Reconciling change management and continuous delivery.
The secret to automating releases, mitigating risk, and maintaining compliance.
The downsides of heavy change management
More often than not, technology leaders, developers, and even IT operators recognize the limitations of change management. Here are a few such drawbacks in the context of software delivery
Change management slows your time-to-market
Every day you build, test, and deploy a feature, you incur overhead. If customers detest or ignore what you’ve built, then you’ve wasted valuable resources on a fruitless endeavor. You’ve also incurred opportunity costs. In the spirit of ITIL 4, we advise shipping small changes, ideally to a production environment, as early and often as you can. By gathering real user feedback over a short interval, you can more rapidly decide whether to iterate on or discard a feature.

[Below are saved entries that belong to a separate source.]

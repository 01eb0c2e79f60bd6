use sea_orm::sea_query::SimpleExpr;

use crate::{
    domain::filter::errors::FilterError,
    entity::{permissions, role_permissions, roles, user_roles, users},
    infrastructure::filter::select::{PivotRelation, RelationFilter},
};

fn user_roles() -> PivotRelation<users::Entity, user_roles::Entity, roles::Entity> {
    PivotRelation {
        owner_key: users::Column::Id,
        pivot_owner: user_roles::Column::UserId,
        pivot_related: user_roles::Column::RoleId,
        related_key: roles::Column::Id,
    }
}

fn role_users() -> PivotRelation<roles::Entity, user_roles::Entity, users::Entity> {
    PivotRelation {
        owner_key: roles::Column::Id,
        pivot_owner: user_roles::Column::RoleId,
        pivot_related: user_roles::Column::UserId,
        related_key: users::Column::Id,
    }
}

fn role_permissions() -> PivotRelation<roles::Entity, role_permissions::Entity, permissions::Entity>
{
    PivotRelation {
        owner_key: roles::Column::Id,
        pivot_owner: role_permissions::Column::RoleId,
        pivot_related: role_permissions::Column::PermissionId,
        related_key: permissions::Column::Id,
    }
}

impl RelationFilter for users::Entity {
    fn relation_match(relation: &str, field: &str, pattern: &str) -> Result<SimpleExpr, FilterError> {
        match relation {
            "roles" => user_roles().matching(field, pattern),
            _ => Err(FilterError::UnresolvedRelation(relation.to_string())),
        }
    }

    fn relation_order(relation: &str, field: &str) -> Result<SimpleExpr, FilterError> {
        match relation {
            "roles" => user_roles().ordering(field),
            _ => Err(FilterError::UnresolvedRelation(relation.to_string())),
        }
    }
}

impl RelationFilter for roles::Entity {
    fn relation_match(relation: &str, field: &str, pattern: &str) -> Result<SimpleExpr, FilterError> {
        match relation {
            "permissions" => role_permissions().matching(field, pattern),
            "users" => role_users().matching(field, pattern),
            _ => Err(FilterError::UnresolvedRelation(relation.to_string())),
        }
    }

    fn relation_order(relation: &str, field: &str) -> Result<SimpleExpr, FilterError> {
        match relation {
            "permissions" => role_permissions().ordering(field),
            "users" => role_users().ordering(field),
            _ => Err(FilterError::UnresolvedRelation(relation.to_string())),
        }
    }
}

impl RelationFilter for permissions::Entity {}

#[cfg(test)]
mod tests {
    use sea_orm::{ColumnTrait, DbBackend, EntityTrait, QueryFilter, QueryOrder, QueryTrait};

    use crate::domain::{
        filter::{
            entities::{FilterSpec, OrderSpec, SearchSpec, SortDirection},
            services::QueryFilterEngine,
            value_objects::RequestParams,
        },
        role::services::role_filters,
        user::services::user_filters,
    };

    use super::*;

    fn users_sql(specs: &[FilterSpec], params: &RequestParams) -> String {
        QueryFilterEngine::run(users::Entity::find(), specs, params)
            .unwrap()
            .build(DbBackend::Postgres)
            .to_string()
    }

    #[test]
    fn test_search_across_columns_and_roles() {
        let specs = vec![FilterSpec::search(["name", "roles.name"]).unwrap()];
        let params = RequestParams::new().with("query", "Alice");

        let sql = users_sql(&specs, &params);

        assert!(sql.contains(r#"LOWER("users"."name") LIKE '%alice%'"#), "{sql}");
        assert!(sql.contains(" OR "), "{sql}");
        assert!(
            sql.contains(
                r#""users"."id" IN (SELECT "user_roles"."user_id" FROM "user_roles" INNER JOIN "roles" ON "roles"."id" = "user_roles"."role_id""#
            ),
            "{sql}"
        );
        assert!(sql.contains(r#"LOWER("roles"."name") LIKE '%alice%'"#), "{sql}");
        assert!(!sql.contains("ORDER BY"), "{sql}");
    }

    #[test]
    fn test_default_order_without_parameters() {
        let specs = vec![FilterSpec::Order(OrderSpec::default())];

        let sql = users_sql(&specs, &RequestParams::new());

        assert!(sql.ends_with(r#"ORDER BY "users"."id" DESC"#), "{sql}");
        assert!(!sql.contains("WHERE"), "{sql}");
    }

    #[test]
    fn test_sort_parameter_overrides_default() {
        let specs = vec![FilterSpec::Order(OrderSpec::default())];
        let params = RequestParams::new()
            .with("sort", "name")
            .with("direction", "ASC");

        let sql = users_sql(&specs, &params);

        assert!(sql.ends_with(r#"ORDER BY "users"."name" ASC"#), "{sql}");
    }

    #[test]
    fn test_last_order_replaces_previous() {
        let specs = vec![
            FilterSpec::order("id", SortDirection::Desc).unwrap(),
            FilterSpec::from(
                OrderSpec::new("email", SortDirection::Asc)
                    .unwrap()
                    .named("order_by"),
            ),
        ];

        let sql = users_sql(&specs, &RequestParams::new());

        assert!(sql.ends_with(r#"ORDER BY "users"."email" ASC"#), "{sql}");
        assert!(!sql.contains(r#""users"."id" DESC"#), "{sql}");
    }

    #[test]
    fn test_filters_replace_existing_order() {
        let base = users::Entity::find().order_by_asc(users::Column::CreatedAt);
        let specs = vec![FilterSpec::Order(OrderSpec::default())];

        let sql = QueryFilterEngine::run(base, &specs, &RequestParams::new())
            .unwrap()
            .build(DbBackend::Postgres)
            .to_string();

        assert!(!sql.contains("created_at\" ASC"), "{sql}");
        assert!(sql.ends_with(r#"ORDER BY "users"."id" DESC"#), "{sql}");
    }

    #[test]
    fn test_search_is_and_ed_with_existing_conditions() {
        let base = users::Entity::find().filter(users::Column::Email.eq("a@example.org"));
        let specs = vec![FilterSpec::search(["name"]).unwrap()];
        let params = RequestParams::new().with("query", "ali");

        let sql = QueryFilterEngine::run(base, &specs, &params)
            .unwrap()
            .build(DbBackend::Postgres)
            .to_string();

        assert!(
            sql.contains(r#""users"."email" = 'a@example.org' AND"#),
            "{sql}"
        );
        assert!(sql.contains(r#"LOWER("users"."name") LIKE '%ali%'"#), "{sql}");
    }

    #[test]
    fn test_search_wildcards_are_escaped() {
        let specs = vec![FilterSpec::search(["name"]).unwrap()];
        let params = RequestParams::new().with("query", "100%");

        let sql = users_sql(&specs, &params);

        assert!(sql.contains(r"100\"), "{sql}");
    }

    #[test]
    fn test_order_by_related_field() {
        let specs = vec![FilterSpec::order("roles.name", SortDirection::Asc).unwrap()];

        let sql = users_sql(&specs, &RequestParams::new());

        assert!(sql.contains(r#"ORDER BY (SELECT MIN(LOWER("roles"."name"))"#), "{sql}");
        assert!(
            sql.contains(r#""user_roles"."user_id" = "users"."id""#),
            "{sql}"
        );
        assert!(sql.ends_with(" ASC"), "{sql}");
    }

    #[test]
    fn test_unknown_column() {
        let specs = vec![FilterSpec::search(["nickname"]).unwrap()];
        let params = RequestParams::new().with("query", "x");

        let result = QueryFilterEngine::run(users::Entity::find(), &specs, &params);

        assert_eq!(
            result.err(),
            Some(FilterError::UnresolvedColumn("users.nickname".to_string()))
        );
    }

    #[test]
    fn test_unknown_related_field_and_relation() {
        let params = RequestParams::new().with("query", "x");

        let colour = vec![FilterSpec::search(["roles.colour"]).unwrap()];
        let result = QueryFilterEngine::run(users::Entity::find(), &colour, &params);
        assert_eq!(
            result.err(),
            Some(FilterError::UnresolvedColumn("roles.colour".to_string()))
        );

        let posts = vec![FilterSpec::from(SearchSpec::new(["posts.title"]).unwrap())];
        let result = QueryFilterEngine::run(users::Entity::find(), &posts, &params);
        assert_eq!(
            result.err(),
            Some(FilterError::UnresolvedRelation("posts".to_string()))
        );

        let result = QueryFilterEngine::run(permissions::Entity::find(), &posts, &params);
        assert_eq!(
            result.err(),
            Some(FilterError::UnresolvedRelation("posts".to_string()))
        );
    }

    #[test]
    fn test_unknown_sort_parameter_is_rejected() {
        let specs = vec![FilterSpec::Order(OrderSpec::default())];
        let params = RequestParams::new().with("sort", "password_hash");

        let result = QueryFilterEngine::run(users::Entity::find(), &specs, &params);

        assert!(matches!(result, Err(FilterError::UnresolvedColumn(_))));
    }

    #[test]
    fn test_listings_refuse_to_sort_by_hidden_columns() {
        let params = RequestParams::new()
            .with("sort", "password")
            .with("direction", "asc");
        let result = QueryFilterEngine::run(users::Entity::find(), &user_filters().unwrap(), &params);
        assert_eq!(
            result.err(),
            Some(FilterError::UnresolvedColumn("password".to_string()))
        );

        let params = RequestParams::new().with("sort", "users.password");
        let result = QueryFilterEngine::run(roles::Entity::find(), &role_filters().unwrap(), &params);
        assert_eq!(
            result.err(),
            Some(FilterError::UnresolvedColumn("users.password".to_string()))
        );
    }

    #[test]
    fn test_malformed_sort_value_is_not_a_configuration_error() {
        let specs = vec![FilterSpec::Order(OrderSpec::default())];
        let params = RequestParams::new().with("sort", "roles.name.x");

        let result = QueryFilterEngine::run(users::Entity::find(), &specs, &params);

        assert_eq!(
            result.err(),
            Some(FilterError::UnresolvedColumn("roles.name.x".to_string()))
        );
    }

    #[test]
    fn test_listing_filters_compile_for_their_entities() {
        let params = RequestParams::new()
            .with("query", "edit")
            .with("sort", "email");
        let sql = users_sql(&user_filters().unwrap(), &params);
        assert!(sql.contains(r#"LOWER("users"."email") LIKE '%edit%'"#), "{sql}");
        assert!(sql.ends_with(r#"ORDER BY "users"."email" DESC"#), "{sql}");

        let params = RequestParams::new().with("query", "manage");
        let sql = QueryFilterEngine::run(roles::Entity::find(), &role_filters().unwrap(), &params)
            .unwrap()
            .build(DbBackend::Postgres)
            .to_string();
        assert!(
            sql.contains(
                r#""roles"."id" IN (SELECT "role_permissions"."role_id" FROM "role_permissions""#
            ),
            "{sql}"
        );
        assert!(
            sql.contains(r#"LOWER("permissions"."name") LIKE '%manage%'"#),
            "{sql}"
        );
        assert!(sql.ends_with(r#"ORDER BY "roles"."name" ASC"#), "{sql}");
    }
}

Studies show that bureaucratic change approvals are bad for business
In the State of DevOps 2019 Report, DORA authors found that heavyweight change approval processes were associated with worse software delivery and operational (SDO) performance. According to this same research, high SDO performers were twice as likely as low performers to meet or exceed key business targets: profitability, productivity, and customer satisfaction. Not only that, heavy change management was correlated with worse change failure rates. That is, it actually increased risk.
Other researchers have drawn similar conclusions. Forrester, as an example, published a 2020 report based on surveys of hundreds of IT operators and found that “organizations who have taken action to streamline their change process were much more likely to report superior business performance.
Developers generally dislike CABs and RFCs
Development teams often see bureaucratic change management as a chronic frustration. For example, the Director of Enterprise Engineering at a Fortune 500 financial services company, a LaunchDarkly customer, expressed the following in an interview:
Change management is a big burden on our digital product owners and developers. No one likes it.
If your most talented developers endure inefficient processes long enough, their passion and productivity will wane. Many will leave. Failure to attract and retain talent puts your business at risk.